開店初日に訪れた由美かおるさん
入社したのは、1号店が営業を始める1か月前の71年6月。すぐに研修が始まった。場所は、東京都大田区に会社が開設した訓練施設「ハンバーガー大学」。店で使う調理機器がそろえられていた。
創業した藤田田(でん)社長の言葉からは、事業にかける思いが伝わってきた。「日本では、新しい外来文化の流行は銀座から始まる」と、1号店の場所にこだわった理由を説明。日本人向けに味付けを変えるべきだとの意見には、「一切変えたらあかん。本物を食べさせるんや」と反対した。
その社長から銀座店の店長の辞令を受け、驚いた。「私でいいのか。大丈夫かな」
オープンには難題が待ち受けていた。1階を間借りする銀座三越は月曜日が定休日。改装にかけられるのは、日曜日に店が閉まってから、次に開店する火曜日の朝までのわずか39時間だった。
前例のない工事のヒントになったのは、演劇などで短い幕あいに舞台装置を素早く交換する大道具の動き。

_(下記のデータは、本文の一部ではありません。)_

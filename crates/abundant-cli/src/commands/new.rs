// Rust guideline compliant 2026-10-19

//! Implementation of the `ab new` command.
//!
//! Creates a new open issue. Unless given, the creator is the configured
//! user, who is also the default assignee. Metadata not given on the
//! command line takes the configured defaults.

use super::details::people_skip;
use crate::output::describe_changes;
use crate::ui::Ui;
use abundant_app::{db::ME, unix_timestamp, Database};
use abundant_core::{Field, Issue, MetaKind};
use anyhow::Result;
use std::io::Write;

/// Options for a new issue.
#[derive(Debug, Clone, Default, clap::Args)]
pub struct NewArgs {
    /// Assign the issue to the specified user
    #[arg(short, long)]
    pub assign_to: Option<String>,

    /// User who should follow this issue
    #[arg(short, long)]
    pub listener: Vec<String>,

    /// The type of issue, such as Bug or Feature Request
    #[arg(short, long)]
    pub issue: Option<String>,

    /// A target date or milestone for resolution
    #[arg(short, long)]
    pub target: Option<String>,

    /// The severity of the issue
    #[arg(short, long)]
    pub severity: Option<String>,

    /// Categorize the issue
    #[arg(short, long)]
    pub category: Option<String>,

    /// Specify a parent issue
    #[arg(short, long)]
    pub parent: Option<String>,

    /// The user filing the issue
    #[arg(short, long)]
    pub user: Option<String>,
}

/// Creates a new issue.
///
/// Quiet output prints only the full ID of the new issue.
///
/// # Arguments
///
/// * `db` - Database to add the issue to
/// * `ui` - Output sink
/// * `title` - Title words, joined with spaces
/// * `args` - Issue options; users and metadata may be prefixes
///
/// # Errors
///
/// Returns an error if:
/// - A user, metadata value or parent prefix does not resolve
/// - The issue or its parent cannot be written
pub fn execute<W: Write>(
    db: &mut Database,
    ui: &mut Ui<W>,
    title: &[String],
    args: &NewArgs,
) -> Result<()> {
    let creator = db.user(args.user.as_deref().unwrap_or(ME))?;
    let assigned_to = match &args.assign_to {
        Some(prefix) => db.user(prefix)?,
        None => creator.clone(),
    };
    let listeners = db.users_for(&args.listener)?;
    let issue_type = meta_or_default(db, MetaKind::Issue, args.issue.as_deref())?;
    let severity = meta_or_default(db, MetaKind::Severity, args.severity.as_deref())?;
    let category = meta_or_default(db, MetaKind::Category, args.category.as_deref())?;
    let mut parent = match &args.parent {
        Some(prefix) => Some(db.issue(prefix)?),
        None => None,
    };

    let title = title.join(" ").trim().to_string();
    let mut issue = db.new_issue(title, creator, unix_timestamp()?);
    issue.assigned_to = assigned_to;
    issue.listeners = listeners;
    issue.issue = issue_type;
    issue.target = args.target.clone();
    issue.severity = severity;
    issue.category = category;
    issue.status = db
        .config()
        .metadata
        .default_for(MetaKind::Status)
        .map(str::to_string);

    if let Some(parent) = parent.as_mut() {
        issue.parent = Some(parent.id.clone());
        parent.children.push(issue.id.clone());
    }
    let related: Vec<&Issue> = parent.iter().collect();
    db.add_issue(&issue, &related)?;
    tracing::info!(id = %issue.id, "created issue");

    if ui.is_quiet() {
        ui.quiet(&issue.id)?;
    }
    ui.write(format!(
        "Created new issue with ID {}",
        db.pref_str(&issue.id, true)
    ))?;
    let mut skip = vec![Field::Id, Field::CreationDate];
    skip.extend(people_skip(db, ui));
    ui.write(describe_changes(&issue, &Issue::default(), db, &skip))?;
    Ok(())
}

fn meta_or_default(db: &Database, kind: MetaKind, typed: Option<&str>) -> Result<Option<String>> {
    Ok(match typed {
        Some(value) => Some(db.meta(kind, value)?),
        None => db.config().metadata.default_for(kind).map(str::to_string),
    })
}
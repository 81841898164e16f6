// Rust guideline compliant 2026-10-19

//! Implementation of the `ab open` command.

use super::abort;
use crate::ui::Ui;
use abundant_app::Database;
use abundant_core::MetaKind;
use anyhow::Result;
use std::io::Write;

/// Reopens a resolved issue.
///
/// The status becomes `status` when given, otherwise the configured status
/// for reopened issues. The resolution and resolution date are cleared.
///
/// # Errors
///
/// Returns an error if the prefix or status does not resolve, the issue is
/// already open, or the issue cannot be saved.
pub fn execute<W: Write>(
    db: &Database,
    ui: &mut Ui<W>,
    prefix: &str,
    status: Option<&str>,
) -> Result<()> {
    let mut issue = db.issue(prefix)?;
    if !issue.is_resolved() {
        return Err(abort(format!(
            "Cannot open issue {}, it is already open.\nUse resolve to close an open issue.",
            db.pref_str(&issue.id, true)
        )));
    }

    issue.status = match status {
        Some(status) => Some(db.meta(MetaKind::Status, status)?),
        None => db
            .config()
            .metadata
            .opened_for(MetaKind::Status)
            .map(str::to_string),
    };
    issue.resolution = None;
    issue.resolved_date = None;
    db.save(&[&issue])?;

    let id = db.pref_str(&issue.id, true);
    match &issue.status {
        Some(status) => ui.write(format!("Reopened issue {}, set status to {}", id, status))?,
        None => ui.write(format!("Reopened issue {}", id))?,
    }
    Ok(())
}
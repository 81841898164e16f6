// Rust guideline compliant 2026-10-19

//! Content-derived issue identifiers.

use sha2::{Digest, Sha256};

/// Generates an issue ID from its creation data.
///
/// The ID is the lowercase hex SHA-256 digest of the timestamp, title,
/// creator and nonce. Callers bump `nonce` when an ID is already taken.
///
/// # Arguments
///
/// * `title` - Issue title
/// * `creator` - Creator name, empty if unknown
/// * `timestamp` - Unix timestamp of creation
/// * `nonce` - Collision counter, normally 0
///
/// # Returns
///
/// A 64 character hexadecimal ID.
#[must_use]
pub fn generate_id(title: &str, creator: &str, timestamp: i64, nonce: u32) -> String {
    let mut hasher = Sha256::new();
    hasher.update(timestamp.to_le_bytes());
    hasher.update(title.as_bytes());
    hasher.update(creator.as_bytes());
    if nonce > 0 {
        hasher.update(nonce.to_le_bytes());
    }
    format!("{:x}", hasher.finalize())
}
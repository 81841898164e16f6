// Rust guideline compliant 2026-10-19

//! Unique-prefix resolution over a set of opaque identifiers.
//!
//! A [`PrefixIndex`] lets a user refer to a long identifier (an issue hash,
//! a username, a command name) by typing any case-insensitive leading
//! substring that matches nothing else. The index is a sorted array of
//! folded keys searched with binary search; it is rebuilt per invocation
//! and never persisted.

use crate::{Error, Result};
use std::ops::Range;

/// Number of tail characters kept by the short display form.
const SHORT_TAIL: usize = 4;

/// Folds an item to its case-insensitive comparison key.
///
/// Every character maps to exactly one character, so character offsets in
/// the key line up with offsets in the original item.
#[must_use]
pub fn fold(item: &str) -> String {
    item.chars().map(fold_char).collect()
}

fn fold_char(c: char) -> char {
    if c.is_ascii() {
        c.to_ascii_lowercase()
    } else {
        c.to_lowercase().next().unwrap_or(c)
    }
}

/// Outcome of searching the index for a prefix.
#[derive(Debug, Clone, PartialEq, Eq)]
pub enum Match<'a> {
    /// Exactly one item matches, or one item equals the prefix.
    Found(&'a str),
    /// Several items match and none of them equals the prefix.
    Ambiguous(Vec<&'a str>),
    /// Nothing matches.
    NotFound,
}

impl<'a> Match<'a> {
    /// Converts the outcome into a `Result`, attributing failures to `prefix`.
    ///
    /// # Errors
    ///
    /// Returns `UnknownPrefix` for `NotFound` and `AmbiguousPrefix` for
    /// `Ambiguous`.
    pub fn into_result(self, prefix: &str) -> Result<&'a str> {
        match self {
            Match::Found(item) => Ok(item),
            Match::Ambiguous(candidates) => Err(Error::AmbiguousPrefix {
                prefix: prefix.to_string(),
                candidates: candidates.into_iter().map(str::to_string).collect(),
            }),
            Match::NotFound => Err(Error::UnknownPrefix(prefix.to_string())),
        }
    }
}

#[derive(Debug, Clone, PartialEq, Eq)]
struct Entry {
    key: String,
    item: String,
}

impl Entry {
    fn new(item: String) -> Self {
        Self {
            key: fold(&item),
            item,
        }
    }
}

/// Sorted index of items addressable by unique case-insensitive prefix.
///
/// Entries are unique by folded key. Two items differing only by case
/// collapse into one entry holding whichever was inserted last. Empty items
/// are ignored since they have no prefix to type.
#[derive(Debug, Clone, Default)]
pub struct PrefixIndex {
    entries: Vec<Entry>,
}

impl PrefixIndex {
    /// Creates an empty index.
    #[must_use]
    pub fn new() -> Self {
        Self::default()
    }

    /// Builds an index from a sequence of items.
    ///
    /// When two items fold to the same key, the later one in `items` wins.
    ///
    /// # Arguments
    ///
    /// * `items` - Items to index, in precedence order
    ///
    /// # Returns
    ///
    /// A new index holding every distinct folded item.
    pub fn from_items<I, S>(items: I) -> Self
    where
        I: IntoIterator<Item = S>,
        S: Into<String>,
    {
        let mut entries: Vec<Entry> = items
            .into_iter()
            .map(Into::into)
            .filter(|item: &String| !item.is_empty())
            .map(Entry::new)
            .collect();
        // Stable sort keeps input order among equal keys, so the last
        // duplicate seen is the one that survives below.
        entries.sort_by(|a, b| a.key.cmp(&b.key));

        let mut unique: Vec<Entry> = Vec::with_capacity(entries.len());
        for entry in entries {
            match unique.last_mut() {
                Some(last) if last.key == entry.key => *last = entry,
                _ => unique.push(entry),
            }
        }

        Self { entries: unique }
    }

    /// Returns the number of distinct items.
    #[must_use]
    pub fn len(&self) -> usize {
        self.entries.len()
    }

    /// Returns true if the index holds no items.
    #[must_use]
    pub fn is_empty(&self) -> bool {
        self.entries.is_empty()
    }

    /// Iterates over the stored items in folded-key order.
    pub fn items(&self) -> impl Iterator<Item = &str> + '_ {
        self.entries.iter().map(|entry| entry.item.as_str())
    }

    /// Returns true if an item folding to the same key as `item` is present.
    #[must_use]
    pub fn contains(&self, item: &str) -> bool {
        self.position(&fold(item)).is_ok()
    }

    /// Inserts an item, replacing any stored item with the same folded key.
    ///
    /// # Arguments
    ///
    /// * `item` - The item to insert
    pub fn insert(&mut self, item: impl Into<String>) {
        let item = item.into();
        if item.is_empty() {
            return;
        }
        let entry = Entry::new(item);
        match self.position(&entry.key) {
            Ok(idx) => self.entries[idx].item = entry.item,
            Err(idx) => self.entries.insert(idx, entry),
        }
    }

    fn position(&self, key: &str) -> std::result::Result<usize, usize> {
        self.entries
            .binary_search_by(|entry| entry.key.as_str().cmp(key))
    }

    /// Returns the contiguous range of entries whose key starts with `key`.
    fn range(&self, key: &str) -> Range<usize> {
        let lo = self.entries.partition_point(|entry| entry.key.as_str() < key);
        let len = self.entries[lo..].partition_point(|entry| entry.key.starts_with(key));
        lo..lo + len
    }

    /// Searches for the items matching `prefix`.
    ///
    /// An item equal to the prefix (ignoring case) is always found, even when
    /// longer items share that prefix.
    ///
    /// # Arguments
    ///
    /// * `prefix` - Leading substring typed by the user
    ///
    /// # Returns
    ///
    /// The tagged search outcome.
    #[must_use]
    pub fn search(&self, prefix: &str) -> Match<'_> {
        let key = fold(prefix);
        let range = self.range(&key);
        let matched = &self.entries[range];

        match matched {
            [] => Match::NotFound,
            [only] => Match::Found(&only.item),
            [first, ..] if first.key == key => Match::Found(&first.item),
            _ => Match::Ambiguous(matched.iter().map(|entry| entry.item.as_str()).collect()),
        }
    }

    /// Resolves `prefix` to the single item it identifies.
    ///
    /// # Arguments
    ///
    /// * `prefix` - Leading substring typed by the user
    ///
    /// # Returns
    ///
    /// The stored item, with its original case.
    ///
    /// # Errors
    ///
    /// Returns an error if:
    /// - No item starts with `prefix` (`UnknownPrefix`)
    /// - Several items start with `prefix` and none equals it (`AmbiguousPrefix`)
    pub fn lookup(&self, prefix: &str) -> Result<&str> {
        self.search(prefix).into_result(prefix)
    }

    /// Computes the shortest leading substring that uniquely resolves to `item`.
    ///
    /// Only the lexicographic neighbours of the item can share its longest
    /// common prefix, so the answer is one character past the longer of the
    /// two common prefixes, capped at the item's length. A lone item yields
    /// its first character; the result is never empty.
    ///
    /// # Arguments
    ///
    /// * `item` - The item (or a leading part of it) to measure
    ///
    /// # Returns
    ///
    /// The prefix as a slice of the stored item, or `None` if no stored key
    /// starts with `item`.
    #[must_use]
    pub fn shortest_unique_prefix(&self, item: &str) -> Option<&str> {
        let key = fold(item);
        if key.is_empty() {
            return None;
        }
        let idx = match self.position(&key) {
            Ok(idx) => idx,
            Err(idx) if idx < self.len() && self.entries[idx].key.starts_with(&key) => idx,
            Err(_) => return None,
        };

        let entry = &self.entries[idx];
        let before = idx
            .checked_sub(1)
            .map_or(0, |prev| common_prefix_len(&entry.key, &self.entries[prev].key));
        let after = self
            .entries
            .get(idx + 1)
            .map_or(0, |next| common_prefix_len(&entry.key, &next.key));

        let chars = (before.max(after) + 1).min(entry.key.chars().count());
        Some(char_prefix(&entry.item, chars))
    }

    /// Formats the item `prefix` resolves to as `<unique>:<tail>`.
    ///
    /// With `short` set, a tail longer than four characters is cut to four
    /// characters followed by `...`.
    ///
    /// # Arguments
    ///
    /// * `prefix` - Leading substring identifying the item
    /// * `short` - Whether to truncate the tail
    ///
    /// # Returns
    ///
    /// The display string.
    ///
    /// # Errors
    ///
    /// Returns an error if `prefix` does not resolve to exactly one item.
    pub fn pref_str(&self, prefix: &str, short: bool) -> Result<String> {
        let item = self.lookup(prefix)?;
        let unique = self.shortest_unique_prefix(item).unwrap_or(item);
        Ok(mark_prefix(item, unique.len(), short))
    }
}

impl<S: Into<String>> FromIterator<S> for PrefixIndex {
    fn from_iter<I: IntoIterator<Item = S>>(iter: I) -> Self {
        Self::from_items(iter)
    }
}

/// Renders `item` with a colon after its first `split` bytes.
///
/// # Arguments
///
/// * `item` - The full item
/// * `split` - Byte length of the unique prefix (must be a char boundary)
/// * `short` - Whether to truncate the tail to four characters
#[must_use]
pub fn mark_prefix(item: &str, split: usize, short: bool) -> String {
    let (head, tail) = item.split_at(split);
    if short && tail.chars().count() > SHORT_TAIL {
        format!("{}:{}...", head, char_prefix(tail, SHORT_TAIL))
    } else {
        format!("{}:{}", head, tail)
    }
}

fn common_prefix_len(a: &str, b: &str) -> usize {
    a.chars().zip(b.chars()).take_while(|(x, y)| x == y).count()
}

fn char_prefix(s: &str, chars: usize) -> &str {
    match s.char_indices().nth(chars) {
        Some((end, _)) => &s[..end],
        None => s,
    }
}
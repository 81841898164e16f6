// Rust guideline compliant 2026-10-19

//! Abundant CLI library.
//!
//! This library exposes the CLI modules and the [`run`] entry point for use
//! in tests and the `ab` binary.

pub mod cli;
pub mod commands;
pub mod logging;
pub mod output;
pub mod terminal;
pub mod ui;

use abundant_app::{AppError, Database, ErrorEnvelope, RepoContext};
use clap::{CommandFactory, Parser};
use cli::{expand_command, Cli, Commands};
use commands::{
    adduser, assign, child, comment, details, duplicate, init, list, new, open, resolve, tasks,
    update, version,
};
use std::io::{self, Write};
use std::path::Path;
use std::time::Instant;
use termcolor::Color;
use ui::Ui;

pub use terminal::{get_terminal_width, should_use_color, wrap_text};

/// Exit code of a successful command.
pub const EXIT_OK: i32 = 0;

/// Exit code of a listing that found nothing.
pub const EXIT_NO_MATCHES: i32 = 1;

/// Exit code of a command that refused to proceed.
pub const EXIT_ABORT: i32 = 2;

/// Exit code of invalid command-line usage.
pub const EXIT_USAGE: i32 = 3;

/// Exit code of an unexpected failure.
pub const EXIT_UNEXPECTED: i32 = 10;

/// Runs `ab` with the given arguments and returns the process exit code.
///
/// The first argument is the program name.
pub fn run(args: Vec<String>) -> i32 {
    let args = match expand_command(args) {
        Ok(args) => args,
        Err(message) => {
            eprintln!("{}\n", message);
            let _ = Cli::command().print_help();
            return EXIT_USAGE;
        }
    };

    let cli = match Cli::try_parse_from(&args) {
        Ok(cli) => cli,
        Err(err) => {
            let _ = err.print();
            return if err.use_stderr() { EXIT_USAGE } else { EXIT_OK };
        }
    };

    let use_color = !cli.no_color && should_use_color();
    let _guard = match logging::init_tracing(cli.volume(), cli.log_file.as_deref()) {
        Ok(guard) => guard,
        Err(err) => {
            terminal::print_abort(&format!("Cannot open log file: {}", err), use_color);
            return EXIT_ABORT;
        }
    };

    let stdout = io::stdout();
    let mut ui = Ui::new(stdout.lock(), cli.volume());
    match dispatch(cli, &mut ui) {
        Ok(code) => code,
        Err(err) => report(&err, use_color),
    }
}

/// Runs a parsed command line, writing results to `ui`.
///
/// # Returns
///
/// The exit code of a command that completed.
///
/// # Errors
///
/// Returns the command's failure; [`AppError`] aborts are meant to be shown
/// to the user as they are.
pub fn dispatch<W: Write>(cli: Cli, ui: &mut Ui<W>) -> anyhow::Result<i32> {
    let Some(command) = cli.command else {
        Cli::command().print_help()?;
        return Ok(EXIT_OK);
    };

    let started = Instant::now();
    let code = match command {
        Commands::Init { dir } => {
            init::execute(ui, dir.as_deref().or(cli.database.as_deref()))?;
            EXIT_OK
        }
        Commands::Version => {
            version::execute(ui)?;
            EXIT_OK
        }
        command => {
            let mut db = open_database(cli.database.as_deref())?;
            run_with_database(command, &mut db, ui)?
        }
    };
    tracing::debug!(
        elapsed_us = started.elapsed().as_micros() as u64,
        code,
        "command finished"
    );
    Ok(code)
}

fn open_database(start: Option<&Path>) -> anyhow::Result<Database> {
    let repo = RepoContext::discover(start)?;
    tracing::debug!(root = %repo.root().display(), "found database");
    let config = repo.load_config()?;
    Ok(Database::open(repo, config)?)
}

fn run_with_database<W: Write>(
    command: Commands,
    db: &mut Database,
    ui: &mut Ui<W>,
) -> anyhow::Result<i32> {
    match command {
        Commands::Adduser { name, email } => adduser::execute(db, ui, &name, email.as_deref())?,
        Commands::Assign { prefix, user } => assign::execute(db, ui, &prefix, &user)?,
        Commands::Child {
            child: child_prefix,
            parent,
        } => child::execute(db, ui, &child_prefix, &parent)?,
        Commands::Comment { prefix, message } => comment::execute(db, ui, &prefix, &message)?,
        Commands::Details { prefix } => details::execute(db, ui, &prefix)?,
        Commands::Duplicate {
            duplicate: dup_prefix,
            parent,
        } => duplicate::execute(db, ui, &dup_prefix, &parent)?,
        Commands::List {
            assigned_to,
            filters,
        } => return Ok(listing_code(list::execute(db, ui, assigned_to.as_deref(), &filters)?)),
        Commands::New { title, args } => new::execute(db, ui, &title, &args)?,
        Commands::Open { prefix, status } => open::execute(db, ui, &prefix, status.as_deref())?,
        Commands::Resolve { prefix, resolution } => {
            resolve::execute(db, ui, &prefix, resolution.as_deref())?
        }
        Commands::Tasks { user, filters } => {
            return Ok(listing_code(tasks::execute(db, ui, user.as_deref(), &filters)?))
        }
        Commands::Update { prefix, args } => update::execute(db, ui, &prefix, &args)?,
        Commands::Init { .. } | Commands::Version => {
            anyhow::bail!("command does not run against a database")
        }
    }
    Ok(EXIT_OK)
}

fn listing_code(count: usize) -> i32 {
    if count == 0 {
        EXIT_NO_MATCHES
    } else {
        EXIT_OK
    }
}

/// Reports a failed command on stderr and returns its exit code.
fn report(err: &anyhow::Error, use_color: bool) -> i32 {
    if let Some(app) = err.downcast_ref::<AppError>() {
        let envelope = ErrorEnvelope::from_error(app);
        tracing::debug!(
            envelope = %serde_json::to_string(&envelope).unwrap_or_default(),
            "command failed"
        );
        if app.is_abort() {
            terminal::print_abort(&app.to_string(), use_color);
            return EXIT_ABORT;
        }
    }
    terminal::print_status("Unexpected error", Color::Red, &format!("{:#}", err), use_color);
    EXIT_UNEXPECTED
}
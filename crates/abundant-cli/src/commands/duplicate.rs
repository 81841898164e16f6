// Rust guideline compliant 2026-10-19

//! Implementation of the `ab duplicate` command.

use super::{abort, child::reparent};
use crate::ui::Ui;
use abundant_app::{unix_timestamp, Database};
use abundant_core::MetaKind;
use anyhow::Result;
use std::io::Write;

/// Resolution given to an open issue marked as a duplicate.
const DUPLICATE: &str = "duplicate";

/// Marks an issue as a duplicate of another.
///
/// The duplicate becomes a child of the issue it duplicates, leaving any
/// former parent. An open duplicate is resolved with resolution `duplicate`.
///
/// # Errors
///
/// Returns an error if either prefix does not resolve, both name the same
/// issue, or the issues cannot be saved.
pub fn execute<W: Write>(
    db: &Database,
    ui: &mut Ui<W>,
    dup_prefix: &str,
    parent_prefix: &str,
) -> Result<()> {
    let mut dup = db.issue(dup_prefix)?;
    let mut parent = db.issue(parent_prefix)?;
    if dup.id == parent.id {
        return Err(abort(format!(
            "Cannot mark issue {} as a duplicate of itself.",
            dup_prefix
        )));
    }

    let previous = reparent(db, &mut dup, &mut parent)?;
    dup.duplicates = Some(parent.id.clone());
    if !dup.is_resolved() {
        dup.resolution = Some(DUPLICATE.to_string());
        dup.resolved_date = Some(unix_timestamp()?);
        if let Some(status) = db.config().metadata.resolved_for(MetaKind::Status) {
            dup.status = Some(status.to_string());
        }
    }

    let mut changed = vec![&dup, &parent];
    changed.extend(previous.as_ref());
    db.save(&changed)?;

    ui.write(format!(
        "Marked issue {} as a duplicate of issue {}",
        dup_prefix, parent_prefix
    ))?;
    Ok(())
}
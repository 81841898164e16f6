// Rust guideline compliant 2026-10-19

//! Implementation of the `ab adduser` command.

use super::abort;
use crate::ui::Ui;
use abundant_app::Database;
use abundant_core::users;
use anyhow::Result;
use std::io::Write;

/// Appends a user line to the users file.
///
/// The name words are joined with spaces. With an email the line becomes
/// `NAME <EMAIL>`, which also makes the email usable as a user prefix.
///
/// # Errors
///
/// Returns an error if the name is blank or the users file cannot be written.
pub fn execute<W: Write>(
    db: &Database,
    ui: &mut Ui<W>,
    name: &[String],
    email: Option<&str>,
) -> Result<()> {
    let mut line = name.join(" ").trim().to_string();
    if line.is_empty() {
        return Err(abort("Must provide a name for the new user."));
    }
    if let Some(email) = email.map(str::trim).filter(|email| !email.is_empty()) {
        line = format!("{} <{}>", line, email);
    }

    users::append_user(db.repo().users_path(), &line)?;
    tracing::info!(user = %line, "added user");
    ui.write(format!("Added {} to the list of users", line))?;
    Ok(())
}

工事に携わる70人は、別の場所で実際に店舗を組み立てては壊すという予行演習を3回も繰り返した。
それでもアクシデントが起きる。「ガシャーン」。開店前日の深夜、「Mマーク」の看板が落ちて壊れた。あとで開店予定だった店舗の看板を持ち込み、何とか開店時間に間に合った。
ほぼ徹夜で迎えたからなのか、初日の記憶はあまりない。
俳優の由美かおるさんが訪れたことも気付かなかった。由美さんは初めて見る食べ物を手にとると、まじまじと見つめてから口に運んだ。
「ジューシーでおいしかった。今でも小腹がすいた時にいただいていますよ」と笑顔で語る。